Exercise objective>
Search the listing below for "EmailSettings". Copy each matching line.

Records provided>
——

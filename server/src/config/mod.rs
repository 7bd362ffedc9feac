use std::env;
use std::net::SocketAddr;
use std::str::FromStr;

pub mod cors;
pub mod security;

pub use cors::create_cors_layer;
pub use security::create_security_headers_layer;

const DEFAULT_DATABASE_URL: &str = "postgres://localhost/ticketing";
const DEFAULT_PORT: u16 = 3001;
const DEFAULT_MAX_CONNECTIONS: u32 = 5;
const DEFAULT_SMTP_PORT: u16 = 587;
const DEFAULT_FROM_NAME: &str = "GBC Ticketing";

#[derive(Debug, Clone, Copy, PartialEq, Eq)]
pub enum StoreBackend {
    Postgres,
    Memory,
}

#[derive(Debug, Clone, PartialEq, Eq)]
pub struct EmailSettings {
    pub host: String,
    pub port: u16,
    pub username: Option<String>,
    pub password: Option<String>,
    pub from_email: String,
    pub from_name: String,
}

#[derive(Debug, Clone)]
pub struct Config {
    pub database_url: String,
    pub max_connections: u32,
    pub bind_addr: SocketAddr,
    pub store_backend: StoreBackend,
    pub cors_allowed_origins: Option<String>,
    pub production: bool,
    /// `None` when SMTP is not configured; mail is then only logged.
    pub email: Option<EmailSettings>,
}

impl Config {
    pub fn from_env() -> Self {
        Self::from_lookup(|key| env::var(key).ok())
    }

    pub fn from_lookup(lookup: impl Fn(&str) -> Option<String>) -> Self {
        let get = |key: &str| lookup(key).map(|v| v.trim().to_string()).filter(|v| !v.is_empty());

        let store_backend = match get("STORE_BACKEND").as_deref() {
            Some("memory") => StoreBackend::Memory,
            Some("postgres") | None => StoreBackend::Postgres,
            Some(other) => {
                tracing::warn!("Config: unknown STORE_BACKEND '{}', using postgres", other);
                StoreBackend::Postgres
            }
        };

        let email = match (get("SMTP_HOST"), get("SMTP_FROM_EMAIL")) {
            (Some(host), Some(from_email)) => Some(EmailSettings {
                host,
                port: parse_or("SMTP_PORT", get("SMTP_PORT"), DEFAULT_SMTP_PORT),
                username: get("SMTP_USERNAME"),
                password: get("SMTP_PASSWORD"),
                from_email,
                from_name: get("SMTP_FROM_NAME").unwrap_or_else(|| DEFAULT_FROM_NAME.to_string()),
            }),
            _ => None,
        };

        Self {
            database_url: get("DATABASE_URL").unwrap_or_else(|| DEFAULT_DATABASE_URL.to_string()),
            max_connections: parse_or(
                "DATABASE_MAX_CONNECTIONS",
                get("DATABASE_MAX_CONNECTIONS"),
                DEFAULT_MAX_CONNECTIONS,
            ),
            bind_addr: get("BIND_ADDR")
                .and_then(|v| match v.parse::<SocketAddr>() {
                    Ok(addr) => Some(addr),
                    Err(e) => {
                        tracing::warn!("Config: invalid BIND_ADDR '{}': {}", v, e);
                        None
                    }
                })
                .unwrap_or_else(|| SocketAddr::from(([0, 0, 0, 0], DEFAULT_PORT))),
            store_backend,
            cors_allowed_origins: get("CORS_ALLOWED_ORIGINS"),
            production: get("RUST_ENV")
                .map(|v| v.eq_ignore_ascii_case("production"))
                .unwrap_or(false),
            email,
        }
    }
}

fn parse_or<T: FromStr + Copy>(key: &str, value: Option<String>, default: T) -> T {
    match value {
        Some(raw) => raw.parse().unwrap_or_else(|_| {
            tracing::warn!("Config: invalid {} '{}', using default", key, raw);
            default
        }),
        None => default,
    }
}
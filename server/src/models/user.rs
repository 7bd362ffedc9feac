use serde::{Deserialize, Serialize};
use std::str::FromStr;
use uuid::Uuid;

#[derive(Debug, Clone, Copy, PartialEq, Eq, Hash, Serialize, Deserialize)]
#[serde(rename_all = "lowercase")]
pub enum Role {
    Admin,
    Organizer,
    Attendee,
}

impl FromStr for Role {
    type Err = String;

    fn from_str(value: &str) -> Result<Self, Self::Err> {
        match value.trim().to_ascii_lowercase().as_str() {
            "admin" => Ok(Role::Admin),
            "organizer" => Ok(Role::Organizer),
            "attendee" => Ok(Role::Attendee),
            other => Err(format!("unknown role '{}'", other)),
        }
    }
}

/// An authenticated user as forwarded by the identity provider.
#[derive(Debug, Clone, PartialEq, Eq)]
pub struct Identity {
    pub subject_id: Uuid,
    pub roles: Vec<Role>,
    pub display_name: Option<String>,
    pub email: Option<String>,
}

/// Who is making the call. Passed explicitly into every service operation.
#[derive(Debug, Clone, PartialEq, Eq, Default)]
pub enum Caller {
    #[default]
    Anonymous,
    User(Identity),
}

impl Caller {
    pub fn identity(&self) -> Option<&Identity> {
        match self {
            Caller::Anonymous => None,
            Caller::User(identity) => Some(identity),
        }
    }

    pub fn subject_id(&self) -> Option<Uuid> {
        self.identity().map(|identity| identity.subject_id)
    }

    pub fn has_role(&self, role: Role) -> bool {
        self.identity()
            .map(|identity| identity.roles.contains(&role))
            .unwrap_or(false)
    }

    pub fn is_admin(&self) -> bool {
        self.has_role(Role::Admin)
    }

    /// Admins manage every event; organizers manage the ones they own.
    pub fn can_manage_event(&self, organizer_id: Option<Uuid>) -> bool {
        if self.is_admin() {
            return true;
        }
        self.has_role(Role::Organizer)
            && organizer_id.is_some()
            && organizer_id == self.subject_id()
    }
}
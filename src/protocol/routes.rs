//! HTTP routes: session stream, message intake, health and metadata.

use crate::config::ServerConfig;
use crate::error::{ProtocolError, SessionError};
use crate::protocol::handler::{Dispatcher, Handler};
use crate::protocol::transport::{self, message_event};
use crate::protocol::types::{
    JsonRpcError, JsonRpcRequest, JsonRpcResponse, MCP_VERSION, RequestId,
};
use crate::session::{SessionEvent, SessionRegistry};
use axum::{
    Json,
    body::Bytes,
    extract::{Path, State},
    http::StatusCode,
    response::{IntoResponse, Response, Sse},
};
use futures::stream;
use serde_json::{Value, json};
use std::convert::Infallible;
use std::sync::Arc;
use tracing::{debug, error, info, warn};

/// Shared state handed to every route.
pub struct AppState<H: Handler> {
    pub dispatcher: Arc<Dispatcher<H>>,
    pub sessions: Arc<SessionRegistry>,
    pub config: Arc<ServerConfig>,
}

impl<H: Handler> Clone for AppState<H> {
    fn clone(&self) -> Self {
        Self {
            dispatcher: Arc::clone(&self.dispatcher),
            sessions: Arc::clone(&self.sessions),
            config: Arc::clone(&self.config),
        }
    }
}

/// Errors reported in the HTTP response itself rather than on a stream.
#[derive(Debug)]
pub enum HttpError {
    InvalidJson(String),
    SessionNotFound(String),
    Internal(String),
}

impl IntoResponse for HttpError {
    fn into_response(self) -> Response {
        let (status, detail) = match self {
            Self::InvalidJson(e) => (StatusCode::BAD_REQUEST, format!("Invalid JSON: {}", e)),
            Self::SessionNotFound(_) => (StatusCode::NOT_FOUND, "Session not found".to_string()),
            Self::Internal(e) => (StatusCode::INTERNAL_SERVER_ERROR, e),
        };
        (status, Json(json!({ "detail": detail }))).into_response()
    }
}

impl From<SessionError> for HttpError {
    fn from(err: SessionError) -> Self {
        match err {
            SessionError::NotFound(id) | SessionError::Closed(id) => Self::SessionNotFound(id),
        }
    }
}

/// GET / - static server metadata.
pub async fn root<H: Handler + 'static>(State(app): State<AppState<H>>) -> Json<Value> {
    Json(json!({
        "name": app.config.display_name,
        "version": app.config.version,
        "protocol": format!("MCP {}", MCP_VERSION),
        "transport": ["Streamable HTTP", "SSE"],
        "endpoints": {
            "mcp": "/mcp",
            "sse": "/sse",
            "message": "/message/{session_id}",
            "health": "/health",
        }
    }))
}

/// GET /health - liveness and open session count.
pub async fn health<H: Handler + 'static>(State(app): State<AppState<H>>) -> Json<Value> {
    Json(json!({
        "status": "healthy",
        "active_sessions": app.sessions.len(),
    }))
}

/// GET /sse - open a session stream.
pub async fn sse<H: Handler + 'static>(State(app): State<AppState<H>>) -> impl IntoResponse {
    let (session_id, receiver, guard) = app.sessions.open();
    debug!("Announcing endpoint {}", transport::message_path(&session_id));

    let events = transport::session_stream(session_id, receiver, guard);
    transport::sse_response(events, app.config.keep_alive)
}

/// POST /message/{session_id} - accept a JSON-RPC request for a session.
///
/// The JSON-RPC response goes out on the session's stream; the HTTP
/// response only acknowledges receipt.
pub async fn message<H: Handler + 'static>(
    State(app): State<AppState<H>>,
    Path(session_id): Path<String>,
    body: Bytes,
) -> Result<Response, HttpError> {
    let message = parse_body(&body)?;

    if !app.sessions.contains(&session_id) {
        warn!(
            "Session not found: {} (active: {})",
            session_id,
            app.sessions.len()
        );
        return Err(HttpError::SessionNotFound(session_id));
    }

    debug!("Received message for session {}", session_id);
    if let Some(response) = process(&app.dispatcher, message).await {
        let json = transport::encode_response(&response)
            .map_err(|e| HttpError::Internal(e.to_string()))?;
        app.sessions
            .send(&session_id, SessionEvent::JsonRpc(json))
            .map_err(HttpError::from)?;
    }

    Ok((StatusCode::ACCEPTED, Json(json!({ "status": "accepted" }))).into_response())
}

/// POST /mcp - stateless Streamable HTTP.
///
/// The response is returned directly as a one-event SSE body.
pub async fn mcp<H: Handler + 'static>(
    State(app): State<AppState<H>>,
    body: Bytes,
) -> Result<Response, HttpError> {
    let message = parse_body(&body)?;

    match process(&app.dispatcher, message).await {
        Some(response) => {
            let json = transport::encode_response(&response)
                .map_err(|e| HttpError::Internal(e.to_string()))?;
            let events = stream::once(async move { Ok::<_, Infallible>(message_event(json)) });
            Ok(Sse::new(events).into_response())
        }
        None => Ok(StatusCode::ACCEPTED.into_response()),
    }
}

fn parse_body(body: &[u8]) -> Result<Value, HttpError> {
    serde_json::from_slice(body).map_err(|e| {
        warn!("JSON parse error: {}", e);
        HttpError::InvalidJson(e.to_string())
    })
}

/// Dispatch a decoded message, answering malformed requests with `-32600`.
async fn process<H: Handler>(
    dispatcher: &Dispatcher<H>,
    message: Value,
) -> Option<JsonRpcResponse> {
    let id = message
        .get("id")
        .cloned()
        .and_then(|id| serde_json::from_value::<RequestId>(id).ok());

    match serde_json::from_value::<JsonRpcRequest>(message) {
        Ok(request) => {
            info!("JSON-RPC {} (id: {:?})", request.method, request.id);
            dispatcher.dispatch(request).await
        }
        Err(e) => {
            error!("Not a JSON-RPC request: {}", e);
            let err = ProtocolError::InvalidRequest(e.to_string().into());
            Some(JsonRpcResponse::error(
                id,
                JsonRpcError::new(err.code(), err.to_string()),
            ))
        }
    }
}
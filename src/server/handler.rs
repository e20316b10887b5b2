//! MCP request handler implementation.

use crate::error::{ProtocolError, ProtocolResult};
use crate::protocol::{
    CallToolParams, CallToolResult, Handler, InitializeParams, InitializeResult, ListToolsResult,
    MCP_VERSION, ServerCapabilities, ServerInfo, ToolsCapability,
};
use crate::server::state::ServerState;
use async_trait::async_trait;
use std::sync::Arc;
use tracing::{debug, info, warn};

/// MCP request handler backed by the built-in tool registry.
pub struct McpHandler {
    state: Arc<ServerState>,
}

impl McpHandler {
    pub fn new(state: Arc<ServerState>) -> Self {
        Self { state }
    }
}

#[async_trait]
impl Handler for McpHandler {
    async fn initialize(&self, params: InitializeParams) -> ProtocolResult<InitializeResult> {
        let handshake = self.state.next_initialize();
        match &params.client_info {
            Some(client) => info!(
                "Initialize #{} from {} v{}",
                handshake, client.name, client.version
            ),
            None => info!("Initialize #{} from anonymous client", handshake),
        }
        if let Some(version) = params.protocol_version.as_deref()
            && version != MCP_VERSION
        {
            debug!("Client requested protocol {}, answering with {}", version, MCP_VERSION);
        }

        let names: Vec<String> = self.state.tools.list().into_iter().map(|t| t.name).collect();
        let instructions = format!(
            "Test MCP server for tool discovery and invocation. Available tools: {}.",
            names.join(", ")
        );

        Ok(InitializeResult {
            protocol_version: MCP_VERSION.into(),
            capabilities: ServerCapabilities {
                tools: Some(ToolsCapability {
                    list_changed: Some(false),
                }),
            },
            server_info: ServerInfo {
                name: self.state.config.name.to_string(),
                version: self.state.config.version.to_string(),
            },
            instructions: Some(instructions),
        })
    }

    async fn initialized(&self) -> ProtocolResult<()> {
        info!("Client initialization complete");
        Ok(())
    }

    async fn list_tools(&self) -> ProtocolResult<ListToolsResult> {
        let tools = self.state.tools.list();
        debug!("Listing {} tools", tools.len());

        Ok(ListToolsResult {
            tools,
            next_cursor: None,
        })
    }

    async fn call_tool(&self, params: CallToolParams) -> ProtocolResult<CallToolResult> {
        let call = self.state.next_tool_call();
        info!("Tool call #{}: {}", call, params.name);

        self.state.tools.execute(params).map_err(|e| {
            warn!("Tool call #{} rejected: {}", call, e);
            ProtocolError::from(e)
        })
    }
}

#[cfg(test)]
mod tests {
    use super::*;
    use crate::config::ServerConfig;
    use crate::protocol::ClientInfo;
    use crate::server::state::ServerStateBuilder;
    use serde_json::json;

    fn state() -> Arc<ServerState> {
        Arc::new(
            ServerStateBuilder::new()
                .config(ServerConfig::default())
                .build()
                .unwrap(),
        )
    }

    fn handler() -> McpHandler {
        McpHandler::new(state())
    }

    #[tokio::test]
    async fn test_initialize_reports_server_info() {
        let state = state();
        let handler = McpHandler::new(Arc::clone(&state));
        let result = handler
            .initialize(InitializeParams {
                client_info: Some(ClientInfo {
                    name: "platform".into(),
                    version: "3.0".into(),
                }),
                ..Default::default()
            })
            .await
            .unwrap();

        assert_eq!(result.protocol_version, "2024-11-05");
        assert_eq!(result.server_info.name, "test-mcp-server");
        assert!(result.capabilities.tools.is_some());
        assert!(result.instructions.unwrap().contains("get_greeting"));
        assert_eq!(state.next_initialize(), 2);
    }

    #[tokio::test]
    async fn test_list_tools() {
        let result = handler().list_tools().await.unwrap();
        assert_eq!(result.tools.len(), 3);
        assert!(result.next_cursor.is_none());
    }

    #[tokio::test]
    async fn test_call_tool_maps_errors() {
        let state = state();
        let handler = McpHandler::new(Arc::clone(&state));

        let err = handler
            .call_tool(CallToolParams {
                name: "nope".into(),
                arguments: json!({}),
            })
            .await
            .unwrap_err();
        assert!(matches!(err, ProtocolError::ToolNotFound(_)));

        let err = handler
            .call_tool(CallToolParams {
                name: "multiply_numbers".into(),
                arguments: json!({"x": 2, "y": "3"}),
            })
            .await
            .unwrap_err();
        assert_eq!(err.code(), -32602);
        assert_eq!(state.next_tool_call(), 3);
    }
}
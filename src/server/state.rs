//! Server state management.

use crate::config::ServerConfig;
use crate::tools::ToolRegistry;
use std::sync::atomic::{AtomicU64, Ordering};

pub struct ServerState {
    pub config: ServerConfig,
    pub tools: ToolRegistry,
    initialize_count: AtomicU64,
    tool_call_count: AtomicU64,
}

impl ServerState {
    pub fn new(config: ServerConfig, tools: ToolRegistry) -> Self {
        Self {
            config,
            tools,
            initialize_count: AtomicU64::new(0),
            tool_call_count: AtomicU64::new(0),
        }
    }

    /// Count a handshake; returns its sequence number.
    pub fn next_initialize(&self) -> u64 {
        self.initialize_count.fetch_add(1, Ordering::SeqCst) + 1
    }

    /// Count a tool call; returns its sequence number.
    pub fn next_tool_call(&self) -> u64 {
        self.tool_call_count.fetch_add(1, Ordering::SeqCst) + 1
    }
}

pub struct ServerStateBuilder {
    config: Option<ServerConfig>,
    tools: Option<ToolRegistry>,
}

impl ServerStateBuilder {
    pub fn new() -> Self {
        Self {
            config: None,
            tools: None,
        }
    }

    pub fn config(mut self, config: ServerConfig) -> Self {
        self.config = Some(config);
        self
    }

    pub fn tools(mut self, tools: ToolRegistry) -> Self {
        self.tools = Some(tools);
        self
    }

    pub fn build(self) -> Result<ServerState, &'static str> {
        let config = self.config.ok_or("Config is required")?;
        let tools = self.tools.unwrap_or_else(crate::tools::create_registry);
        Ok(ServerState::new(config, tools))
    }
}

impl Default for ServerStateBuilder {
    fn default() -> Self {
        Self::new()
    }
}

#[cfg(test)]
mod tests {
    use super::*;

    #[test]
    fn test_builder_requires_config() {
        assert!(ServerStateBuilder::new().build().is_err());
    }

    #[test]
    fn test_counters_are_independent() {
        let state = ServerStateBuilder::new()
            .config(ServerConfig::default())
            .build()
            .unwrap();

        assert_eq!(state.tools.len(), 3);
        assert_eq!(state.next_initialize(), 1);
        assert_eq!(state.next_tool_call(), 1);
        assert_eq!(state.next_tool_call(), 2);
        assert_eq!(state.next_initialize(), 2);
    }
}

——

Solution for this exercise>
pub struct EmailSettings {
    pub email: Option<EmailSettings>,
            (Some(host), Some(from_email)) => Some(EmailSettings {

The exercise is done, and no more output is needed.